Scan the entries below line by line and state how many lines contain the string "struct", giving only the number.

(Saved entries)
┄┄┄┄┄┄

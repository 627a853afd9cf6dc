//! Configuration for the permit relayer.
//!
//! Configuration is a single TOML file. `${VAR}` and `${VAR:-default}`
//! references are resolved from the environment before parsing, and the
//! parsed result is validated before it is handed out. Oracle and storage
//! implementations keep their own tables as raw `toml::Value`s that are
//! interpreted by the factory registered under the table's name.

use regex::Regex;
use relay_types::{ChainFamily, SecretString};
use serde::{Deserialize, Serialize};
use std::collections::HashMap;
use std::path::Path;
use std::str::FromStr;
use thiserror::Error;

/// Errors that can occur during configuration operations.
#[derive(Debug, Error)]
pub enum ConfigError {
	#[error("IO error: {0}")]
	Io(#[from] std::io::Error),
	#[error("Configuration error: {0}")]
	Parse(String),
	#[error("Validation error: {0}")]
	Validation(String),
}

impl From<toml::de::Error> for ConfigError {
	fn from(err: toml::de::Error) -> Self {
		// Keep the message, drop the echoed input.
		ConfigError::Parse(err.message().to_string())
	}
}

/// Top-level relayer configuration.
#[derive(Debug, Clone, Deserialize, Serialize)]
pub struct Config {
	pub relayer: RelayerConfig,
	pub oracle: OracleConfig,
	pub storage: StorageConfig,
	pub api: Option<ApiConfig>,
}

/// Whether the receiver is fixed by the permit record or chosen by the relayer.
///
/// The account-model message does not cover the receiver, so `Pinned` is the
/// only setting under which the owner controls the destination.
#[derive(Debug, Clone, Copy, PartialEq, Eq, Default, Deserialize, Serialize)]
#[serde(rename_all = "snake_case")]
pub enum ReceiverBinding {
	/// The record must carry a receiver and relays to any other receiver are refused.
	#[default]
	Pinned,
	/// The relayer supplies the receiver.
	RelayerChosen,
}

/// Executor settings.
#[derive(Debug, Clone, Deserialize, Serialize)]
pub struct RelayerConfig {
	/// Identifier reported by the health endpoint and in logs.
	pub id: String,
	#[serde(default)]
	pub receiver_binding: ReceiverBinding,
	/// Verify the permit signature locally before submitting.
	#[serde(default = "default_true")]
	pub precheck_signature: bool,
	/// Confirmations to wait for before reporting success.
	#[serde(default = "default_confirmations")]
	pub confirmations: u64,
	/// Upper bound on the confirmation wait.
	#[serde(default = "default_confirmation_timeout")]
	pub confirmation_timeout_seconds: u64,
	#[serde(default)]
	pub retry: RetryConfig,
}

fn default_true() -> bool {
	true
}

fn default_confirmations() -> u64 {
	1
}

fn default_confirmation_timeout() -> u64 {
	120
}

/// Backoff applied to transient submission failures.
#[derive(Debug, Clone, Deserialize, Serialize)]
pub struct RetryConfig {
	/// Total submission attempts, including the first.
	#[serde(default = "default_max_attempts")]
	pub max_attempts: u32,
	#[serde(default = "default_initial_interval_ms")]
	pub initial_interval_ms: u64,
	#[serde(default = "default_max_interval_ms")]
	pub max_interval_ms: u64,
	#[serde(default = "default_max_elapsed_seconds")]
	pub max_elapsed_seconds: u64,
}

impl Default for RetryConfig {
	fn default() -> Self {
		Self {
			max_attempts: default_max_attempts(),
			initial_interval_ms: default_initial_interval_ms(),
			max_interval_ms: default_max_interval_ms(),
			max_elapsed_seconds: default_max_elapsed_seconds(),
		}
	}
}

fn default_max_attempts() -> u32 {
	4
}

fn default_initial_interval_ms() -> u64 {
	500
}

fn default_max_interval_ms() -> u64 {
	8_000
}

fn default_max_elapsed_seconds() -> u64 {
	60
}

/// Verification oracle clients.
#[derive(Debug, Clone, Deserialize, Serialize)]
pub struct OracleConfig {
	/// Which implementation the executor talks to.
	pub primary: String,
	/// Implementation name to raw configuration table.
	pub implementations: HashMap<String, toml::Value>,
}

impl OracleConfig {
	/// The table of the primary implementation.
	pub fn primary_table(&self) -> Option<&toml::Value> {
		self.implementations.get(&self.primary)
	}
}

/// Permit store backend.
#[derive(Debug, Clone, Deserialize, Serialize)]
pub struct StorageConfig {
	pub primary: String,
	pub implementations: HashMap<String, toml::Value>,
	/// Interval between sweeps of expired entries.
	#[serde(default = "default_cleanup_interval")]
	pub cleanup_interval_seconds: u64,
}

fn default_cleanup_interval() -> u64 {
	3600
}

/// HTTP API server.
#[derive(Debug, Clone, Deserialize, Serialize)]
pub struct ApiConfig {
	#[serde(default)]
	pub enabled: bool,
	#[serde(default = "default_api_host")]
	pub host: String,
	#[serde(default = "default_api_port")]
	pub port: u16,
	#[serde(default = "default_api_timeout")]
	pub timeout_seconds: u64,
	#[serde(default = "default_max_request_size")]
	pub max_request_size: usize,
	/// Value expected in the `x-relayer-key` header.
	pub api_key: Option<SecretString>,
	/// Refuse to start without `api_key`.
	#[serde(default)]
	pub require_api_key: bool,
	pub cors: Option<CorsConfig>,
}

#[derive(Debug, Clone, Deserialize, Serialize)]
pub struct CorsConfig {
	pub allowed_origins: Vec<String>,
}

fn default_api_host() -> String {
	"127.0.0.1".to_string()
}

fn default_api_port() -> u16 {
	3000
}

fn default_api_timeout() -> u64 {
	// Covers submission plus confirmation wait.
	180
}

fn default_max_request_size() -> usize {
	64 * 1024
}

/// Resolves `${VAR}` and `${VAR:-default}` references from the environment.
///
/// Comment lines are copied unchanged. Inputs larger than 1MB are rejected.
pub(crate) fn resolve_env_vars(input: &str) -> Result<String, ConfigError> {
	const MAX_INPUT_SIZE: usize = 1024 * 1024;
	if input.len() > MAX_INPUT_SIZE {
		return Err(ConfigError::Validation(format!(
			"Configuration file too large: {} bytes (max: {} bytes)",
			input.len(),
			MAX_INPUT_SIZE
		)));
	}

	let re = Regex::new(r"\$\{([A-Z_][A-Z0-9_]{0,127})(?::-([^}]{0,256}))?\}")
		.map_err(|e| ConfigError::Parse(format!("Regex error: {}", e)))?;

	let mut result = String::with_capacity(input.len());
	for line in input.split_inclusive('\n') {
		if line.trim_start().starts_with('#') {
			result.push_str(line);
			continue;
		}
		let mut last = 0;
		for cap in re.captures_iter(line) {
			let (Some(full), Some(name)) = (cap.get(0), cap.get(1)) else {
				continue;
			};
			let value = match std::env::var(name.as_str()) {
				Ok(v) => v,
				Err(_) => match cap.get(2) {
					Some(default) => default.as_str().to_string(),
					None => {
						return Err(ConfigError::Validation(format!(
							"Environment variable '{}' not found",
							name.as_str()
						)))
					},
				},
			};
			result.push_str(&line[last..full.start()]);
			result.push_str(&value);
			last = full.end();
		}
		result.push_str(&line[last..]);
	}
	Ok(result)
}

impl Config {
	/// Loads, resolves and validates a configuration file.
	pub async fn from_file(path: impl AsRef<Path>) -> Result<Self, ConfigError> {
		let content = tokio::fs::read_to_string(path.as_ref()).await?;
		content.parse()
	}

	/// Confirmation wait as a `Duration`.
	pub fn confirmation_timeout(&self) -> std::time::Duration {
		std::time::Duration::from_secs(self.relayer.confirmation_timeout_seconds)
	}

	fn validate(&self) -> Result<(), ConfigError> {
		if self.relayer.id.trim().is_empty() {
			return Err(ConfigError::Validation("Relayer ID cannot be empty".into()));
		}
		if self.relayer.confirmations == 0 {
			return Err(ConfigError::Validation(
				"relayer.confirmations must be at least 1".into(),
			));
		}
		if self.relayer.confirmations > 100 {
			return Err(ConfigError::Validation(
				"relayer.confirmations cannot exceed 100".into(),
			));
		}
		if self.relayer.confirmation_timeout_seconds == 0 {
			return Err(ConfigError::Validation(
				"relayer.confirmation_timeout_seconds must be greater than 0".into(),
			));
		}
		if self.relayer.retry.max_attempts == 0 {
			return Err(ConfigError::Validation(
				"relayer.retry.max_attempts must be at least 1".into(),
			));
		}

		let Some(oracle_table) = self.oracle.primary_table() else {
			return Err(ConfigError::Validation(format!(
				"Primary oracle '{}' not found in implementations",
				self.oracle.primary
			)));
		};
		if let Some(family) = oracle_table.get("family") {
			let family = family.as_str().ok_or_else(|| {
				ConfigError::Validation("oracle family must be a string".into())
			})?;
			ChainFamily::from_str(family).map_err(|e| ConfigError::Validation(e.to_string()))?;
		}

		if self.storage.primary.is_empty() {
			return Err(ConfigError::Validation(
				"Storage primary implementation cannot be empty".into(),
			));
		}
		if !self
			.storage
			.implementations
			.contains_key(&self.storage.primary)
		{
			return Err(ConfigError::Validation(format!(
				"Primary storage '{}' not found in implementations",
				self.storage.primary
			)));
		}
		if self.storage.cleanup_interval_seconds == 0 {
			return Err(ConfigError::Validation(
				"Storage cleanup_interval_seconds must be greater than 0".into(),
			));
		}

		if let Some(api) = &self.api {
			let has_key = api.api_key.as_ref().is_some_and(|k| !k.is_empty());
			if api.enabled && api.require_api_key && !has_key {
				return Err(ConfigError::Validation(
					"api.require_api_key is set but api.api_key is empty".into(),
				));
			}
		}
		Ok(())
	}
}

impl FromStr for Config {
	type Err = ConfigError;

	fn from_str(s: &str) -> Result<Self, Self::Err> {
		let resolved = resolve_env_vars(s)?;
		let config: Config = toml::from_str(&resolved)?;
		config.validate()?;
		Ok(config)
	}
}

#[cfg(test)]
mod tests {
	use super::*;
	use std::io::Write;

	const BASE: &str = r#"
[relayer]
id = "relayer-test"

[oracle]
primary = "memory"
[oracle.implementations.memory]
family = "svm"
verifier = "11111111111111111111111111111111"

[storage]
primary = "memory"
[storage.implementations.memory]
"#;

	#[test]
	fn test_env_var_resolution() {
		std::env::set_var("RELAY_TEST_HOST", "localhost");
		std::env::set_var("RELAY_TEST_PORT", "8545");

		let input = "url = \"http://${RELAY_TEST_HOST}:${RELAY_TEST_PORT}\"";
		assert_eq!(
			resolve_env_vars(input).unwrap(),
			"url = \"http://localhost:8545\""
		);

		std::env::remove_var("RELAY_TEST_HOST");
		std::env::remove_var("RELAY_TEST_PORT");
	}

	#[test]
	fn test_env_var_default_and_missing() {
		let input = "key = \"${RELAY_TEST_UNSET_A:-fallback}\"";
		assert_eq!(resolve_env_vars(input).unwrap(), "key = \"fallback\"");

		let err = resolve_env_vars("key = \"${RELAY_TEST_UNSET_B}\"").unwrap_err();
		assert!(err.to_string().contains("RELAY_TEST_UNSET_B"));
	}

	#[test]
	fn test_env_var_references_in_comments_are_ignored() {
		let input = "# set ${RELAY_TEST_UNSET_C} to override\n  # ${RELAY_TEST_UNSET_D:-x}\nkey = \"${RELAY_TEST_UNSET_E:-value}\"\n";
		assert_eq!(
			resolve_env_vars(input).unwrap(),
			"# set ${RELAY_TEST_UNSET_C} to override\n  # ${RELAY_TEST_UNSET_D:-x}\nkey = \"value\"\n"
		);

		let text = format!("# requires ${{RELAY_TEST_UNSET_F}}\n{}", BASE);
		let config: Config = text.parse().unwrap();
		assert_eq!(config.relayer.id, "relayer-test");
	}

	#[test]
	fn test_defaults() {
		let config: Config = BASE.parse().unwrap();
		assert_eq!(config.relayer.receiver_binding, ReceiverBinding::Pinned);
		assert!(config.relayer.precheck_signature);
		assert_eq!(config.relayer.confirmations, 1);
		assert_eq!(config.relayer.retry.max_attempts, 4);
		assert_eq!(config.storage.cleanup_interval_seconds, 3600);
		assert!(config.api.is_none());
		assert!(config.oracle.primary_table().is_some());
	}

	#[test]
	fn test_receiver_binding_parsing() {
		let text = BASE.replace(
			"id = \"relayer-test\"",
			"id = \"relayer-test\"\nreceiver_binding = \"relayer_chosen\"",
		);
		let config: Config = text.parse().unwrap();
		assert_eq!(
			config.relayer.receiver_binding,
			ReceiverBinding::RelayerChosen
		);

		let text = BASE.replace(
			"id = \"relayer-test\"",
			"id = \"relayer-test\"\nreceiver_binding = \"anyone\"",
		);
		assert!(matches!(text.parse::<Config>(), Err(ConfigError::Parse(_))));
	}

	#[test]
	fn test_validation_failures() {
		let cases = [
			BASE.replace("id = \"relayer-test\"", "id = \"\""),
			BASE.replace("id = \"relayer-test\"", "id = \"r\"\nconfirmations = 0"),
			BASE.replace("id = \"relayer-test\"", "id = \"r\"\nconfirmations = 101"),
			BASE.replace("primary = \"memory\"\n[oracle", "primary = \"evm\"\n[oracle"),
			BASE.replace("family = \"svm\"", "family = \"cosmos\""),
			BASE.replace(
				"primary = \"memory\"\n[storage",
				"primary = \"file\"\n[storage",
			),
		];
		for text in cases {
			assert!(
				matches!(text.parse::<Config>(), Err(ConfigError::Validation(_))),
				"accepted:\n{}",
				text
			);
		}
	}

	#[test]
	fn test_api_key_required() {
		let text = format!(
			"{}\n[api]\nenabled = true\nrequire_api_key = true\napi_key = \"${{RELAY_TEST_UNSET_KEY:-}}\"\n",
			BASE
		);
		assert!(matches!(
			text.parse::<Config>(),
			Err(ConfigError::Validation(_))
		));

		let text = format!(
			"{}\n[api]\nenabled = true\nrequire_api_key = true\napi_key = \"secret\"\n",
			BASE
		);
		let config: Config = text.parse().unwrap();
		let api = config.api.unwrap();
		assert_eq!(api.port, 3000);
		assert_eq!(api.api_key.unwrap().expose_secret(), "secret");
	}

	#[tokio::test]
	async fn test_from_file() {
		let mut file = tempfile::NamedTempFile::new().unwrap();
		file.write_all(BASE.as_bytes()).unwrap();
		let config = Config::from_file(file.path()).await.unwrap();
		assert_eq!(config.relayer.id, "relayer-test");

		let missing = Config::from_file("/nonexistent/relayer.toml").await;
		assert!(matches!(missing, Err(ConfigError::Io(_))));
	}

	#[test]
	fn test_shipped_example_parses() {
		let config: Config = include_str!("../../../config/relayer.toml").parse().unwrap();
		assert_eq!(config.relayer.id, "relayer-local");
		assert_eq!(config.storage.primary, "file");
		assert!(config.oracle.implementations.contains_key("evm_alloy"));
		assert!(config.oracle.implementations.contains_key("svm_rpc"));
		let api = config.api.unwrap();
		assert_eq!(api.cors.unwrap().allowed_origins.len(), 1);
	}
}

┄┄┄┄┄┄

- Answer section -
7